The Peter and Patricia Gruber foundation named Prof. Michael Rosbash (BIOL) the first Peter Gruber Endowed Chair in Neuroscience, according to remarks made by University President Frederick Lawrence during last Thursday's faculty meeting.

The chair, which was endowed by the Gruber Foundation, "join[s] a name associated with funding science prizes with one of the leading brain research centers in higher education," according to a March 14 BrandeisNOW press release.

Rosbash, who could not be reached for comment by press time, said, according to the press release, that he was "honored."

The Gruber Foundation is a private, U.S.-based philanthropic organization that "honors and encourages educational excellence, social justice and scientific achievements that better the human condition," according to its website.

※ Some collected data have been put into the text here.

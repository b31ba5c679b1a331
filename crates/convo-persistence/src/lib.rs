//! convo-persistence
//!
//! Implementaciones Postgres (Diesel + r2d2) de los tres stores del core,
//! con paridad de comportamiento respecto de los backends en memoria:
//! - Documentos JSONB autocontenidos, upsert por clave, sin joins.
//! - `set_guard` como UPDATE condicional de una sola sentencia (el
//!   compare-and-set que exige el Navigator).
//! - Reintento con backoff corto ante errores transitorios.
//!
//! Módulos:
//! - `pg`: stores sobre Postgres.
//! - `migrations`: runner embebido de migraciones Diesel.
//! - `config`: carga de configuración desde .env.
//! - `schema`: tablas Diesel declaradas para compilar queries.

pub mod config;
pub mod error;
pub mod migrations;
pub mod pg;
pub mod schema;

pub use config::{init_dotenv, DbConfig};
pub use error::PersistenceError;
pub use pg::{build_dev_pool_from_env, ConnectionProvider, PgAnswerStore, PgPool, PgProcessRepository,
             PgSessionStore, PoolProvider};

Rosbash was also named a 2009 laureate of the Gruber Neuroscience Prize, along with Prof. Emeritus Jeffrey Hall (BIOL) and head of the Laboratory of Genetics and Professor at Columbia University Michael Young. According to a June 15, 2011 press release from the foundation, they were recognized for "revealing the gene-driven mechanism that controls rhythm in the nervous system."

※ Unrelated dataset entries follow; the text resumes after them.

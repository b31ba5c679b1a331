//! Canonical JSON minimal: claves de objeto ordenadas, sin whitespace.

use serde_json::Value;
use std::collections::BTreeMap;

pub fn to_canonical_json(value: &Value) -> String {
    match value {
        Value::Null => "null".to_string(),
        Value::Bool(b) => b.to_string(),
        Value::Number(n) => n.to_string(),
        Value::String(s) => serde_json::to_string(s).unwrap_or_default(),
        Value::Array(arr) => {
            let items: Vec<String> = arr.iter().map(to_canonical_json).collect();
            format!("[{}]", items.join(","))
        }
        Value::Object(map) => {
            let mut tree = BTreeMap::new();
            for (k, v) in map {
                tree.insert(k, to_canonical_json(v));
            }
            let items: Vec<String> = tree.into_iter()
                                         .map(|(k, v)| format!("{}:{}", serde_json::to_string(&k).unwrap_or_default(), v))
                                         .collect();
            format!("{{{}}}", items.join(","))
        }
    }
}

In addition, Rosbash, Hall and Young were awarded the 2011 Louisa Gross Horwitz Prize for Basic Research of Biology or Biochemistry from Columbia University earlier this year, according to a Jan. 3 BrandeisNOW press release.

In the press release, Rosbash described his research on circadian rhythms and sleep in Drosophila fruit flies. Rosbash said he hopes to understand the purpose and process of sleep beyond its relationship to circadian rhythms.